INFORMATION PROVIDED:

● ● ● ●

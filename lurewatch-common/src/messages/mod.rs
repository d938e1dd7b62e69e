use serde::{Deserialize, Serialize};
use std::time::{SystemTime, UNIX_EPOCH};
use uuid::Uuid;

use crate::models::campaign::Campaign;
use crate::models::delivery::Delivery;
use crate::models::target::Target;
use crate::models::user_settings::UserSettings;

/// Timestamps cross the wire as unix seconds.
fn unix_secs(time: SystemTime) -> u64 {
    time.duration_since(UNIX_EPOCH)
        .unwrap_or_default()
        .as_secs()
}

#[derive(Clone, Copy, Debug, PartialEq, Eq, Serialize, Deserialize)]
#[serde(rename_all = "SCREAMING_SNAKE_CASE")]
pub enum StrategyMode {
    Fixed,
    Random,
}

#[derive(Debug, Deserialize)]
pub struct LaunchCampaignRequest {
    pub mode: StrategyMode,
    /// Optional sender address for users without a stored credential record;
    /// it is paired with the process-wide fallback secret.
    #[serde(default)]
    pub sender_address: Option<String>,
}

#[derive(Debug, Serialize)]
pub struct CampaignMessage {
    pub id: Uuid,
    pub category: String,
    pub template: String,
    pub status: String,
    pub created_timestamp: u64,
}

impl From<Campaign> for CampaignMessage {
    fn from(campaign: Campaign) -> Self {
        Self {
            id: campaign.id,
            category: campaign.category,
            template: campaign.template,
            status: campaign.status,
            created_timestamp: unix_secs(campaign.created_timestamp),
        }
    }
}

#[derive(Debug, Serialize)]
pub struct CampaignList {
    pub campaigns: Vec<CampaignMessage>,
}

#[derive(Debug, Serialize)]
pub struct LaunchReport {
    pub campaign: CampaignMessage,
    pub created: u32,
    pub sent: u32,
    pub failed: u32,
}

#[derive(Debug, Serialize)]
pub struct DeliveryMessage {
    pub id: Uuid,
    pub campaign_id: Uuid,
    pub target_name: String,
    pub target_email: String,
    pub interacted: bool,
    pub send_status: String,
    pub created_timestamp: u64,
}

impl From<Delivery> for DeliveryMessage {
    fn from(delivery: Delivery) -> Self {
        Self {
            id: delivery.id,
            campaign_id: delivery.campaign_id,
            target_name: delivery.target_name,
            target_email: delivery.target_email,
            interacted: delivery.interacted,
            send_status: delivery.send_status,
            created_timestamp: unix_secs(delivery.created_timestamp),
        }
    }
}

#[derive(Debug, Serialize)]
pub struct DeliveryList {
    pub deliveries: Vec<DeliveryMessage>,
}

#[derive(Debug, Deserialize)]
pub struct NewTargetRequest {
    #[serde(default)]
    pub name: Option<String>,
    pub email: String,
}

#[derive(Debug, Serialize)]
pub struct TargetMessage {
    pub id: Uuid,
    pub name: String,
    pub email: String,
    pub created_timestamp: u64,
}

impl From<Target> for TargetMessage {
    fn from(target: Target) -> Self {
        Self {
            id: target.id,
            name: target.name,
            email: target.email,
            created_timestamp: unix_secs(target.created_timestamp),
        }
    }
}

#[derive(Debug, Serialize)]
pub struct TargetList {
    pub targets: Vec<TargetMessage>,
}

#[derive(Debug, Deserialize)]
pub struct SettingsUpdateRequest {
    pub company_name: String,
    pub default_template: String,
    #[serde(default)]
    pub sender_address: Option<String>,
    #[serde(default)]
    pub sender_secret: Option<String>,
}

/// The stored secret is reported only as a presence flag; it must never be
/// echoed back in a response body.
#[derive(Debug, Serialize)]
pub struct SettingsMessage {
    pub company_name: String,
    pub default_template: String,
    pub sender_address: Option<String>,
    pub sender_secret_configured: bool,
    pub updated_timestamp: u64,
}

impl From<UserSettings> for SettingsMessage {
    fn from(settings: UserSettings) -> Self {
        Self {
            company_name: settings.company_name,
            default_template: settings.default_template,
            sender_address: settings.sender_address,
            sender_secret_configured: settings
                .sender_secret
                .as_deref()
                .is_some_and(|s| !s.is_empty()),
            updated_timestamp: unix_secs(settings.updated_timestamp),
        }
    }
}

#[derive(Debug, Serialize)]
pub struct DashboardOverview {
    pub targets: i64,
    pub campaigns: i64,
    pub interactions: i64,
}

#[derive(Debug, Serialize)]
pub struct ServerErrorResponse {
    pub err_type: String,
    pub err_message: String,
}

#[cfg(test)]
mod tests {
    use super::*;

    #[test]
    fn test_strategy_mode_wire_format() {
        assert_eq!(
            serde_json::to_string(&StrategyMode::Fixed).unwrap(),
            "\"FIXED\""
        );
        assert_eq!(
            serde_json::from_str::<StrategyMode>("\"RANDOM\"").unwrap(),
            StrategyMode::Random
        );
        assert!(serde_json::from_str::<StrategyMode>("\"random\"").is_err());
    }

    #[test]
    fn test_launch_request_sender_address_defaults_to_none() {
        let req: LaunchCampaignRequest = serde_json::from_str("{\"mode\":\"FIXED\"}").unwrap();
        assert_eq!(req.mode, StrategyMode::Fixed);
        assert!(req.sender_address.is_none());
    }

    #[test]
    fn test_settings_message_never_carries_the_secret() {
        let settings = UserSettings {
            user_id: Uuid::now_v7(),
            company_name: String::from("Initech"),
            default_template: String::from("SECURITY_ALERT"),
            sender_address: Some(String::from("ops@initech.com")),
            sender_secret: Some(String::from("super-secret")),
            updated_timestamp: SystemTime::now(),
        };

        let message = SettingsMessage::from(settings);
        assert!(message.sender_secret_configured);

        let json = serde_json::to_string(&message).unwrap();
        assert!(!json.contains("super-secret"));
    }

    #[test]
    fn test_empty_secret_counts_as_unconfigured() {
        let settings = UserSettings {
            user_id: Uuid::now_v7(),
            company_name: String::from("Initech"),
            default_template: String::from("SECURITY_ALERT"),
            sender_address: Some(String::from("ops@initech.com")),
            sender_secret: Some(String::new()),
            updated_timestamp: SystemTime::now(),
        };

        assert!(!SettingsMessage::from(settings).sender_secret_configured);
    }
}
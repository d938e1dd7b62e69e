use diesel::{dsl, BoolExpressionMethods, ExpressionMethods, QueryDsl};
use diesel_async::RunQueryDsl;
use std::time::SystemTime;
use uuid::Uuid;

use crate::db::{DaoError, DbAsyncPool};
use crate::models::target::{NewTarget, Target};

use crate::schema::targets as target_fields;
use crate::schema::targets::dsl::targets;

pub struct Dao {
    db_async_pool: DbAsyncPool,
}

impl Dao {
    pub fn new(db_async_pool: &DbAsyncPool) -> Self {
        Self {
            db_async_pool: db_async_pool.clone(),
        }
    }

    pub async fn create_target(
        &self,
        user_id: Uuid,
        name: &str,
        email: &str,
    ) -> Result<Target, DaoError> {
        let mut conn = self.db_async_pool.get().await?;

        let new_target = NewTarget {
            id: Uuid::now_v7(),
            user_id,
            name,
            email,
            created_timestamp: SystemTime::now(),
        };

        Ok(dsl::insert_into(targets)
            .values(&new_target)
            .get_result::<Target>(&mut conn)
            .await?)
    }

    pub async fn get_targets(&self, user_id: Uuid) -> Result<Vec<Target>, DaoError> {
        let mut conn = self.db_async_pool.get().await?;

        Ok(targets
            .filter(target_fields::user_id.eq(user_id))
            .order(target_fields::created_timestamp.desc())
            .get_results::<Target>(&mut conn)
            .await?)
    }

    pub async fn delete_target(&self, target_id: Uuid, user_id: Uuid) -> Result<usize, DaoError> {
        let mut conn = self.db_async_pool.get().await?;

        Ok(diesel::delete(
            targets.filter(
                target_fields::id
                    .eq(target_id)
                    .and(target_fields::user_id.eq(user_id)),
            ),
        )
        .execute(&mut conn)
        .await?)
    }

    pub async fn count_targets(&self, user_id: Uuid) -> Result<i64, DaoError> {
        let mut conn = self.db_async_pool.get().await?;

        Ok(targets
            .filter(target_fields::user_id.eq(user_id))
            .count()
            .get_result::<i64>(&mut conn)
            .await?)
    }
}
use diesel::{Insertable, Queryable, QueryableByName};
use serde::{Deserialize, Serialize};
use std::time::SystemTime;
use uuid::Uuid;

use crate::schema::user_settings;

#[derive(Debug, Serialize, Deserialize, Queryable, QueryableByName)]
#[diesel(table_name = user_settings)]
#[diesel(check_for_backend(diesel::pg::Pg))]
pub struct UserSettings {
    pub user_id: Uuid,
    pub company_name: String,
    pub default_template: String,
    pub sender_address: Option<String>,
    pub sender_secret: Option<String>,
    pub updated_timestamp: SystemTime,
}

#[derive(Debug, Insertable)]
#[diesel(table_name = user_settings)]
#[diesel(check_for_backend(diesel::pg::Pg))]
pub struct NewUserSettings<'a> {
    pub user_id: Uuid,
    pub company_name: &'a str,
    pub default_template: &'a str,
    pub sender_address: Option<&'a str>,
    pub sender_secret: Option<&'a str>,
    pub updated_timestamp: SystemTime,
}
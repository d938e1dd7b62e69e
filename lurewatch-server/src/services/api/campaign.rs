use actix_web::web::*;

use crate::handlers;

pub fn configure(cfg: &mut ServiceConfig) {
    cfg.service(
        scope("/campaign")
            .route("", post().to(handlers::campaign::launch))
            .route("/all", get().to(handlers::campaign::get_all))
            .route(
                "/{campaign_id}/deliveries",
                get().to(handlers::campaign::get_deliveries),
            )
            .route("/{campaign_id}", delete().to(handlers::campaign::delete)),
    );
}
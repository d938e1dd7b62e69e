use async_trait::async_trait;
use lettre::message::header::ContentType;
use lettre::transport::smtp::authentication::Credentials;
use lettre::transport::smtp::PoolConfig;
use lettre::{AsyncSmtpTransport, AsyncTransport, Message, Tokio1Executor};
use std::sync::Arc;
use std::time::Duration;

use crate::email::{
    EmailError, EmailMessage, EmailSender, MailerFactory, SendEmail, SenderCredentials,
};

pub struct SmtpRelay {
    smtp_transport: AsyncSmtpTransport<Tokio1Executor>,
}

impl SmtpRelay {
    pub fn with_credentials(
        username: &str,
        secret: &str,
        relay_address: &str,
        max_connections: u32,
        idle_timeout: Duration,
    ) -> Result<Self, EmailError> {
        let smtp_transport = AsyncSmtpTransport::<Tokio1Executor>::starttls_relay(relay_address)
            .map_err(|e| EmailError::RelayConnectionFailed(e.to_string()))?
            .credentials(Credentials::new(String::from(username), String::from(secret)))
            .pool_config(
                PoolConfig::new()
                    .max_size(max_connections)
                    .idle_timeout(idle_timeout),
            )
            .build();

        Ok(Self { smtp_transport })
    }

    pub async fn test_connection(&self) -> Result<bool, EmailError> {
        self.smtp_transport
            .test_connection()
            .await
            .map_err(EmailError::FailedToSend)
    }
}

#[async_trait]
impl SendEmail for SmtpRelay {
    async fn send<'a>(&self, message: EmailMessage<'a>) -> Result<(), EmailError> {
        let content_type = if message.is_html {
            ContentType::TEXT_HTML
        } else {
            ContentType::TEXT_PLAIN
        };

        let email = Message::builder()
            .from(message.from)
            .to(message
                .destination
                .parse()
                .map_err(|_| EmailError::InvalidDestination)?)
            .subject(message.subject)
            .header(content_type)
            .body(message.body)
            .map_err(EmailError::InvalidMessage)?;

        self.smtp_transport
            .send(email)
            .await
            .map_err(EmailError::FailedToSend)?;

        Ok(())
    }
}

pub struct SmtpRelayFactory {
    relay_address: String,
    max_connections: u32,
    idle_timeout: Duration,
}

impl SmtpRelayFactory {
    pub fn new(relay_address: &str, max_connections: u32, idle_timeout: Duration) -> Self {
        Self {
            relay_address: String::from(relay_address),
            max_connections,
            idle_timeout,
        }
    }
}

impl MailerFactory for SmtpRelayFactory {
    fn mailer_for(&self, credentials: &SenderCredentials) -> Result<EmailSender, EmailError> {
        let relay = SmtpRelay::with_credentials(
            &credentials.address,
            &credentials.secret,
            &self.relay_address,
            self.max_connections,
            self.idle_timeout,
        )?;

        Ok(Arc::new(relay))
    }
}
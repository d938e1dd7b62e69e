use diesel::{Insertable, Queryable, QueryableByName};
use serde::{Deserialize, Serialize};
use std::time::SystemTime;
use uuid::Uuid;

use crate::schema::deliveries;

#[derive(Clone, Copy, Debug, PartialEq, Eq)]
pub enum SendStatus {
    Pending,
    Sent,
    Failed,
}

impl SendStatus {
    pub fn as_str(self) -> &'static str {
        match self {
            SendStatus::Pending => "PENDING",
            SendStatus::Sent => "SENT",
            SendStatus::Failed => "FAILED",
        }
    }
}

impl std::fmt::Display for SendStatus {
    fn fmt(&self, f: &mut std::fmt::Formatter<'_>) -> std::fmt::Result {
        f.write_str(self.as_str())
    }
}

#[derive(Debug, Serialize, Deserialize, Queryable, QueryableByName)]
#[diesel(table_name = deliveries)]
#[diesel(check_for_backend(diesel::pg::Pg))]
pub struct Delivery {
    pub id: Uuid,
    pub campaign_id: Uuid,
    pub user_id: Uuid,
    /// Snapshot of the target at launch time. Later edits or deletions of
    /// the Target row must not alter historical deliveries.
    pub target_name: String,
    pub target_email: String,
    pub interacted: bool,
    pub send_status: String,
    pub created_timestamp: SystemTime,
}

#[derive(Debug, Insertable)]
#[diesel(table_name = deliveries)]
#[diesel(check_for_backend(diesel::pg::Pg))]
pub struct NewDelivery<'a> {
    pub id: Uuid,
    pub campaign_id: Uuid,
    pub user_id: Uuid,
    pub target_name: &'a str,
    pub target_email: &'a str,
    pub interacted: bool,
    pub send_status: &'a str,
    pub created_timestamp: SystemTime,
}

#[cfg(test)]
mod tests {
    use super::*;

    #[test]
    fn test_send_status_strings() {
        assert_eq!(SendStatus::Pending.as_str(), "PENDING");
        assert_eq!(SendStatus::Sent.as_str(), "SENT");
        assert_eq!(SendStatus::Failed.as_str(), "FAILED");
        assert_eq!(format!("{}", SendStatus::Sent), "SENT");
    }
}
pub mod senders;

use async_trait::async_trait;
use lettre::message::Mailbox;
use std::fmt;
use std::sync::Arc;

#[derive(Debug)]
pub enum EmailError {
    RelayConnectionFailed(String),
    InvalidDestination,
    InvalidMessage(lettre::error::Error),
    FailedToSend(lettre::transport::smtp::Error),
    Refused(String),
}

impl std::error::Error for EmailError {}

impl fmt::Display for EmailError {
    fn fmt(&self, f: &mut fmt::Formatter<'_>) -> fmt::Result {
        match self {
            EmailError::RelayConnectionFailed(e) => {
                write!(f, "EmailError: Relay connection failed: {e}")
            }
            EmailError::InvalidDestination => write!(f, "EmailError: Invalid destination address"),
            EmailError::InvalidMessage(e) => write!(f, "EmailError: Invalid message: {e}"),
            EmailError::FailedToSend(e) => write!(f, "EmailError: Failed to send: {e}"),
            EmailError::Refused(e) => write!(f, "EmailError: Send refused: {e}"),
        }
    }
}

#[derive(Debug)]
pub struct EmailMessage<'a> {
    pub body: String,
    pub subject: &'a str,
    pub from: Mailbox,
    pub destination: &'a str,
    pub is_html: bool,
}

#[async_trait]
pub trait SendEmail: Send + Sync {
    async fn send<'a>(&self, message: EmailMessage<'a>) -> Result<(), EmailError>;
}

pub type EmailSender = Arc<dyn SendEmail>;

/// Sender identity resolved for one campaign launch. The secret never leaves
/// this process except as SMTP credentials.
#[derive(Clone)]
pub struct SenderCredentials {
    pub address: String,
    pub secret: String,
}

impl fmt::Debug for SenderCredentials {
    fn fmt(&self, f: &mut fmt::Formatter<'_>) -> fmt::Result {
        f.debug_struct("SenderCredentials")
            .field("address", &self.address)
            .field("secret", &"<redacted>")
            .finish()
    }
}

/// Builds a mail sender for one campaign's resolved credentials. Sender
/// identity varies per user, so the transport cannot be constructed once at
/// startup.
pub trait MailerFactory: Send + Sync {
    fn mailer_for(&self, credentials: &SenderCredentials) -> Result<EmailSender, EmailError>;
}

pub type MailerFactoryHandle = Arc<Box<dyn MailerFactory>>;
use actix_web::web::*;

use crate::handlers;

pub fn configure(cfg: &mut ServiceConfig) {
    cfg.service(
        scope("/settings")
            .route("", get().to(handlers::settings::get))
            .route("", put().to(handlers::settings::update)),
    );
}
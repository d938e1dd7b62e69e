use diesel::{Insertable, Queryable, QueryableByName};
use serde::{Deserialize, Serialize};
use std::time::SystemTime;
use uuid::Uuid;

use crate::schema::campaigns;

/// The only category the engine currently creates. The column exists so other
/// attack categories (SMS, voice) can share the same tables later.
pub const CATEGORY_EMAIL_ATTACK: &str = "EMAIL_ATTACK";

/// Campaigns are created `ACTIVE` and the engine drives no further status
/// transitions.
pub const STATUS_ACTIVE: &str = "ACTIVE";

#[derive(Debug, Serialize, Deserialize, Queryable, QueryableByName)]
#[diesel(table_name = campaigns)]
#[diesel(check_for_backend(diesel::pg::Pg))]
pub struct Campaign {
    pub id: Uuid,
    pub user_id: Uuid,
    pub category: String,
    /// Always a concrete catalog id; the RANDOM pseudo-mode is resolved
    /// before this row is written.
    pub template: String,
    pub status: String,
    pub created_timestamp: SystemTime,
}

#[derive(Debug, Insertable)]
#[diesel(table_name = campaigns)]
#[diesel(check_for_backend(diesel::pg::Pg))]
pub struct NewCampaign<'a> {
    pub id: Uuid,
    pub user_id: Uuid,
    pub category: &'a str,
    pub template: &'a str,
    pub status: &'a str,
    pub created_timestamp: SystemTime,
}
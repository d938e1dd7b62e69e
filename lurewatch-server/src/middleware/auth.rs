use actix_web::dev::Payload;
use actix_web::{FromRequest, HttpRequest};
use futures::future;
use uuid::Uuid;

use crate::handlers::error::HttpErrorResponse;

pub const USER_ID_HEADER: &str = "UserId";

/// The identity collaborator in front of this service owns login and session
/// verification. By the time a request reaches the engine the `UserId` header
/// carries a vetted, opaque id; it is only parsed here, never authenticated.
#[derive(Debug)]
pub struct AuthorizedUser {
    pub user_id: Uuid,
}

impl FromRequest for AuthorizedUser {
    type Error = HttpErrorResponse;
    type Future = future::Ready<Result<Self, Self::Error>>;

    fn from_request(req: &HttpRequest, _payload: &mut Payload) -> Self::Future {
        let Some(header) = req.headers().get(USER_ID_HEADER) else {
            return future::err(HttpErrorResponse::MissingHeader("UserId"));
        };

        let Ok(header) = header.to_str() else {
            return future::err(HttpErrorResponse::IncorrectlyFormed(
                "UserId header must be valid UTF-8",
            ));
        };

        match Uuid::parse_str(header) {
            Ok(user_id) => future::ok(AuthorizedUser { user_id }),
            Err(_) => future::err(HttpErrorResponse::IncorrectlyFormed(
                "UserId header must be a UUID",
            )),
        }
    }
}

#[cfg(test)]
mod tests {
    use super::*;

    use actix_web::test::TestRequest;

    #[actix_web::test]
    async fn test_extracts_user_id_from_header() {
        let user_id = Uuid::now_v7();

        let req = TestRequest::default()
            .insert_header((USER_ID_HEADER, user_id.to_string()))
            .to_http_request();

        let user = AuthorizedUser::from_request(&req, &mut Payload::None)
            .await
            .unwrap();

        assert_eq!(user.user_id, user_id);
    }

    #[actix_web::test]
    async fn test_missing_header_is_rejected() {
        let req = TestRequest::default().to_http_request();

        assert!(AuthorizedUser::from_request(&req, &mut Payload::None)
            .await
            .is_err());
    }

    #[actix_web::test]
    async fn test_malformed_header_is_rejected() {
        let req = TestRequest::default()
            .insert_header((USER_ID_HEADER, "not-a-uuid"))
            .to_http_request();

        assert!(AuthorizedUser::from_request(&req, &mut Payload::None)
            .await
            .is_err());
    }
}
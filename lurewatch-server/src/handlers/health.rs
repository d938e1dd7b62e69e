use lurewatch_common::db::DbAsyncPool;

use actix_web::{web, HttpResponse, Responder};
use serde::Deserialize;
use serde_json::json;

use crate::env;

#[derive(Deserialize)]
pub struct HealthKeyQuery {
    pub key: Option<String>,
}

pub async fn heartbeat() -> impl Responder {
    HttpResponse::Ok()
}

pub async fn health(
    db_async_pool: web::Data<DbAsyncPool>,
    query: web::Query<HealthKeyQuery>,
) -> impl Responder {
    if !is_health_key_correct(query.key.as_deref()) {
        return HttpResponse::Unauthorized().finish();
    }

    let async_pool_state = db_async_pool.state();
    let resp_body = json!({
        "db_async_pool_state": {
            "connections": async_pool_state.connections,
            "idle_connections": async_pool_state.idle_connections
        }
    });

    HttpResponse::Ok().json(resp_body)
}

#[inline]
fn is_health_key_correct(key: Option<&str>) -> bool {
    let Some(key) = key else {
        return false;
    };

    let correct_key = env::CONF.health_endpoint_key.as_bytes();
    let key = key.as_bytes();

    if correct_key.len() != key.len() || key.is_empty() {
        return false;
    }

    // Bitwise comparison over the full length to prevent timing attacks
    let mut keys_dont_match = 0u8;
    for (correct_byte, given_byte) in correct_key.iter().zip(key.iter()) {
        keys_dont_match |= correct_byte ^ given_byte;
    }

    keys_dont_match == 0
}

#[cfg(test)]
mod tests {
    use super::*;
    use actix_web::test::{self, TestRequest};
    use actix_web::App;

    #[actix_web::test]
    async fn test_heartbeat() {
        let app =
            test::init_service(App::new().route("/heartbeat", web::get().to(heartbeat))).await;

        let req = TestRequest::get().uri("/heartbeat").to_request();
        let resp = test::call_service(&app, req).await;

        assert_eq!(resp.status(), actix_web::http::StatusCode::OK);
    }
}
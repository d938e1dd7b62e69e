use lurewatch_common::db::{self, DbAsyncPool};
use lurewatch_common::messages::{SettingsMessage, SettingsUpdateRequest};
use lurewatch_common::validators;

use actix_web::{web, HttpResponse};

use crate::handlers::error::HttpErrorResponse;
use crate::middleware::auth::AuthorizedUser;

const MAX_COMPANY_NAME_LENGTH: usize = 255;

pub async fn get(
    db_async_pool: web::Data<DbAsyncPool>,
    user: AuthorizedUser,
) -> Result<HttpResponse, HttpErrorResponse> {
    let settings_dao = db::settings::Dao::new(&db_async_pool);

    let settings = match settings_dao.get_settings(user.user_id).await {
        Ok(s) => s,
        Err(e) => {
            log::error!("{e}");
            return Err(HttpErrorResponse::InternalError("Failed to get settings"));
        }
    };

    match settings {
        Some(settings) => Ok(HttpResponse::Ok().json(SettingsMessage::from(settings))),
        None => Err(HttpErrorResponse::DoesNotExist(
            "No settings are stored for the user",
        )),
    }
}

pub async fn update(
    db_async_pool: web::Data<DbAsyncPool>,
    user: AuthorizedUser,
    update_req: web::Json<SettingsUpdateRequest>,
) -> Result<HttpResponse, HttpErrorResponse> {
    if update_req.company_name.is_empty()
        || update_req.company_name.len() > MAX_COMPANY_NAME_LENGTH
    {
        return Err(HttpErrorResponse::IncorrectlyFormed(
            "Company name must be between 1 and 255 characters",
        ));
    }

    if let Some(address) = update_req.sender_address.as_deref() {
        if !validators::is_valid_email(address) {
            return Err(HttpErrorResponse::IncorrectlyFormed(
                "Sender address is invalid",
            ));
        }
    }

    let settings_dao = db::settings::Dao::new(&db_async_pool);

    let settings = match settings_dao
        .upsert_settings(
            user.user_id,
            &update_req.company_name,
            &update_req.default_template,
            update_req.sender_address.as_deref(),
            update_req.sender_secret.as_deref(),
        )
        .await
    {
        Ok(s) => s,
        Err(e) => {
            log::error!("{e}");
            return Err(HttpErrorResponse::InternalError("Failed to save settings"));
        }
    };

    Ok(HttpResponse::Ok().json(SettingsMessage::from(settings)))
}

● ● ● ●

WORK TO BE COMPLETED: If a line above holds the string "resolved", copy it out.

ANSWER SECTION:
/// Sender identity resolved for one campaign launch. The secret never leaves
/// Builds a mail sender for one campaign's resolved credentials. Sender
    /// Always a concrete catalog id; the RANDOM pseudo-mode is resolved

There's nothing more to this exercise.